Minissérie em sete capítulos da Netflix, O gambito da rainha acompanha a história da órfã que se torna enxadrista Beth Harmon
O título O gambito da rainha não é para iniciantes. Pelo contrário, o nome da minissérie recém-lançada pela Netflix é o termo usado para descrever uma abertura de xadrez, em que o peão da dama é o primeiro movimento do tabuleiro. Apesar disso, a produção é sim para todos. Por mais que seja ambientada e contextualizada num território de disputa do jogo, o enredo da trama vai além, trazendo os dramas da personagem principal.
Escrita e dirigida por Scott Frank (Godless e Caçada mortal), a produção é inspirada no livro homônimo do norte-americano Walter Tevis lançado em 1983 e acompanha a história da órfã Beth Harmon, vivida na infância pela atriz Isla Johnston e na adolescência e vida adulta por Anya Taylor-Joy (Os Novos Mutantes, Fragmentado e Emma). Com apenas 9 anos, ela perde a mãe num acidente de carro e é levada para uma orfanato em Kentuchky. Lá, descobre, por acaso, o talento pelo xadrez graças a Mr. Shaibel (Bill Camp), o solitário zelador do espaço.
Shaibel e o xadrez ajudam a garota dando a ela uma perspectiva em meio a triste vida no orfanato, que enche as órfãs de calmantes — aos quais Beth logo se torna viciada –, e também da realidade por trás da morte da mãe da menina. A partir daí, a história mostra como Beth se tornou numa grande enxadrista mesmo nos anos 1960, quando as mulheres tinham como função apenas se tornarem boas esposas.
Crítica de O gambito da rainha
Beth tem uma bagagem pesada. O passado com a mãe foi intenso. A personagem, ainda muito pequena, se viu em situações complicadas ao lado da matriarca, que lutava para não ver a vida desmoronar. A vivência no orfanato também não foi das melhores, com exceção da descoberta do xadrez e dos dois únicos amigos, Mr. Shaibel e Jolene (Moses Ingram). Quando é adotada, a vida não se torna mais fácil, a nova mãe Alma Wheatley (Marielle Heller) também tem uma série de problemas e joga na garota uma expectativa de solução. Mesmo assim é a partir deste momento que Beth toma as rédeas da própria vida e decide se dedicar ao xadrez.
A experiência ao lado de duas mães extremamente reprimidas deu o oposto a Beth, uma casca em relação a vida sentimental e um desejo de querer ser sempre a melhor. Tudo isso fica visível no modo como a personagem lida com o xadrez, a única e verdadeira paixão da vida dela. Ela sempre entra nos jogos para vencer, mesmo que não se prepare. O modo de jogar da protagonista é pelo improviso, se aproveitando do raciocínio rápido e também da “ajudinha” dos remédios aos quais ficou viciada ainda na infância.
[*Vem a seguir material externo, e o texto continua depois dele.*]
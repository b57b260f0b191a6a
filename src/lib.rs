pub mod cli;
pub mod error;
pub mod io;
pub mod logging;
pub mod model;
pub mod ops;
pub mod parse;
pub mod util;
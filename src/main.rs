use clap::Parser;
use lister::cli::commands::Cli;
use lister::cli::handlers;
use lister::logging::{Verbosity, init_logging};

fn main() {
    let cli = Cli::parse();
    init_logging(Verbosity::from_flags(cli.verbose, cli.quiet));

    if let Err(e) = handlers::dispatch(cli) {
        eprintln!("error: {}", e);
        std::process::exit(1);
    }
}
use serde::{Deserialize, Serialize};

/// Configuration from lister.toml
#[derive(Debug, Clone, Default, Serialize, Deserialize)]
pub struct StoreConfig {
    #[serde(default)]
    pub store: StoreInfo,
    #[serde(default)]
    pub loader: LoaderConfig,
    #[serde(default)]
    pub export: ExportConfig,
}

#[derive(Debug, Clone, Default, Serialize, Deserialize)]
pub struct StoreInfo {
    #[serde(default)]
    pub name: Option<String>,
}

#[derive(Debug, Clone, Default, Serialize, Deserialize)]
pub struct LoaderConfig {
    /// Worker threads for bulk loads. 0 = available parallelism.
    #[serde(default)]
    pub workers: usize,
    /// Batch deadline in milliseconds. 0 = no deadline.
    #[serde(default)]
    pub deadline_ms: u64,
    /// Skip files without a timestamp suffix instead of failing the listing
    #[serde(default)]
    pub skip_malformed_names: bool,
}

#[derive(Debug, Clone, Serialize, Deserialize)]
pub struct ExportConfig {
    #[serde(default = "default_delimiter")]
    pub delimiter: char,
    /// Append a `File` column holding each record's path
    #[serde(default)]
    pub include_path: bool,
}

impl Default for ExportConfig {
    fn default() -> Self {
        ExportConfig {
            delimiter: default_delimiter(),
            include_path: false,
        }
    }
}

fn default_delimiter() -> char {
    ','
}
Em um território masculino, a personagem mostra força. No entanto, fora dele, está sempre se auto sabotando. Essa complexidade em relação a Beth é o que fascina o espectador e dá liga para a condução do enredo. A protagonista chama tanta a atenção que os demais personagens ficam mesmo como secundários nessa trama, apesar de terem todos razão de ser na narrativa. Quem ainda “duela” por espaço com a protagonista é o próprio xadrez e Jolene, que serve mais como um alívio cômico.
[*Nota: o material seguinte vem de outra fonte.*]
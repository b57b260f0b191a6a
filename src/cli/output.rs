use std::path::Path;

use indexmap::IndexMap;
use serde::Serialize;

use crate::model::record::{Partition, Record, RecordSummary};
use crate::model::template::{FieldType, Template};
use crate::ops::loader::SummarySlot;
use crate::ops::table::Table;
use crate::util::unicode::{display_width, fit_cell};

/// Table cells wider than this are truncated
const MAX_CELL_WIDTH: usize = 40;

// ---------------------------------------------------------------------------
// JSON output structs
// ---------------------------------------------------------------------------

#[derive(Serialize)]
pub struct ListInfoJson {
    pub name: String,
    pub inbox: usize,
    pub archive: usize,
}

#[derive(Serialize)]
pub struct FieldJson {
    pub name: String,
    #[serde(rename = "type")]
    pub field_type: &'static str,
    pub input: &'static str,
    #[serde(skip_serializing_if = "Option::is_none")]
    pub categories: Option<Vec<String>>,
}

#[derive(Serialize)]
pub struct TemplateJson {
    pub name: String,
    pub fields: Vec<FieldJson>,
}

#[derive(Serialize)]
pub struct RecordJson {
    pub path: String,
    #[serde(skip_serializing_if = "Option::is_none")]
    pub list: Option<String>,
    #[serde(skip_serializing_if = "Option::is_none")]
    pub partition: Option<Partition>,
    pub checked: bool,
    pub fields: IndexMap<String, String>,
}

#[derive(Serialize)]
pub struct CheckedJson {
    pub path: String,
    pub checked: bool,
}

#[derive(Serialize)]
pub struct MovedJson {
    pub from: String,
    pub to: String,
}

#[derive(Serialize)]
pub struct RenamedJson {
    pub from: String,
    pub template: TemplateJson,
}

#[derive(Serialize)]
pub struct DeletedJson {
    pub deleted: String,
}

// ---------------------------------------------------------------------------
// Conversion helpers
// ---------------------------------------------------------------------------

pub fn template_to_json(template: &Template) -> TemplateJson {
    TemplateJson {
        name: template.name.clone(),
        fields: template
            .fields
            .iter()
            .map(|f| FieldJson {
                name: f.name.clone(),
                field_type: f.field_type.type_name(),
                input: f.field_type.input_hint(),
                categories: match &f.field_type {
                    FieldType::Category(c) => Some(c.clone()),
                    _ => None,
                },
            })
            .collect(),
    }
}

pub fn record_to_json(
    path: &Path,
    located: Option<(String, Partition)>,
    record: &Record,
) -> RecordJson {
    let (list, partition) = located.unzip();
    RecordJson {
        path: path.display().to_string(),
        list,
        partition,
        checked: record.checked,
        fields: record.fields.clone(),
    }
}

// ---------------------------------------------------------------------------
// Text formatting
// ---------------------------------------------------------------------------

fn check_char(checked: bool) -> char {
    if checked { 'x' } else { ' ' }
}

fn file_name(path: &Path) -> String {
    path.file_name()
        .map(|n| n.to_string_lossy().into_owned())
        .unwrap_or_else(|| path.display().to_string())
}

/// One line per summary: `[x] Title  (file name)`
pub fn format_summary_line(summary: &RecordSummary) -> String {
    format!(
        "[{}] {}  ({})",
        check_char(summary.checked),
        summary.primary_value,
        file_name(&summary.path)
    )
}

/// Like [`format_summary_line`], with placeholders for entries that did not
/// load.
pub fn format_slot_line(slot: &SummarySlot) -> String {
    match slot {
        SummarySlot::Loaded(summary) => format_summary_line(summary),
        SummarySlot::Failed { path, reason } => {
            format!("[!] <unreadable: {}>  ({})", reason, file_name(path))
        }
        SummarySlot::TimedOut { path } => format!("[?] <not loaded>  ({})", file_name(path)),
    }
}

pub fn format_record_detail(path: &Path, record: &Record) -> Vec<String> {
    let mut lines = Vec::new();
    lines.push(format!(
        "[{}] {}",
        check_char(record.checked),
        record.primary_value()
    ));
    let key_width = record
        .fields
        .keys()
        .map(|k| display_width(k))
        .max()
        .unwrap_or(0);
    for (key, value) in record.fields.iter().skip(1) {
        lines.push(format!("  {}: {}", fit_cell(key, key_width), value));
    }
    lines.push(format!("file: {}", path.display()));
    lines
}

pub fn format_template(template: &Template) -> Vec<String> {
    let mut lines = vec![template.name.clone()];
    for (i, field) in template.fields.iter().enumerate() {
        let marker = if i == 0 { "*" } else { " " };
        let kind = match &field.field_type {
            FieldType::Category(c) => format!("Category [{}]", c.join(", ")),
            other => other.type_name().to_string(),
        };
        lines.push(format!("{} {}: {}", marker, field.name, kind));
    }
    lines
}

/// Render a table with aligned columns and a rule under the header.
pub fn format_table(table: &Table) -> Vec<String> {
    let widths: Vec<usize> = table
        .columns
        .iter()
        .enumerate()
        .map(|(i, column)| {
            table
                .rows
                .iter()
                .map(|r| display_width(&r[i]))
                .chain(std::iter::once(display_width(column)))
                .max()
                .unwrap_or(0)
                .min(MAX_CELL_WIDTH)
        })
        .collect();

    let render = |cells: &[String]| -> String {
        cells
            .iter()
            .zip(&widths)
            .map(|(cell, w)| fit_cell(cell, *w))
            .collect::<Vec<_>>()
            .join("  ")
            .trim_end()
            .to_string()
    };

    let mut lines = Vec::with_capacity(table.rows.len() + 2);
    lines.push(render(&table.columns));
    lines.push(
        widths
            .iter()
            .map(|w| "-".repeat(*w))
            .collect::<Vec<_>>()
            .join("  "),
    );
    for row in &table.rows {
        lines.push(render(row));
    }
    lines
}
A fotografia da minissérie é outro ponto de destaque, com uma paleta de cores, cenários e figurinos que retratam muito bem o período em que a história se passa entre os anos 1950 e 1960. A evolução das roupas de Beth ao longo dos episódios revela muito sobre a personagem. Também é interessante a escolha de retratar o pensamento rápido da personagem de forma visual, faz com que o espectador entenda melhor como ela ganha os jogos.
Em sete episódios, O gambito da rainha conduz o espectador a uma trama envolvente, com belos e rápidos lances de xadrez e um drama humano complexo.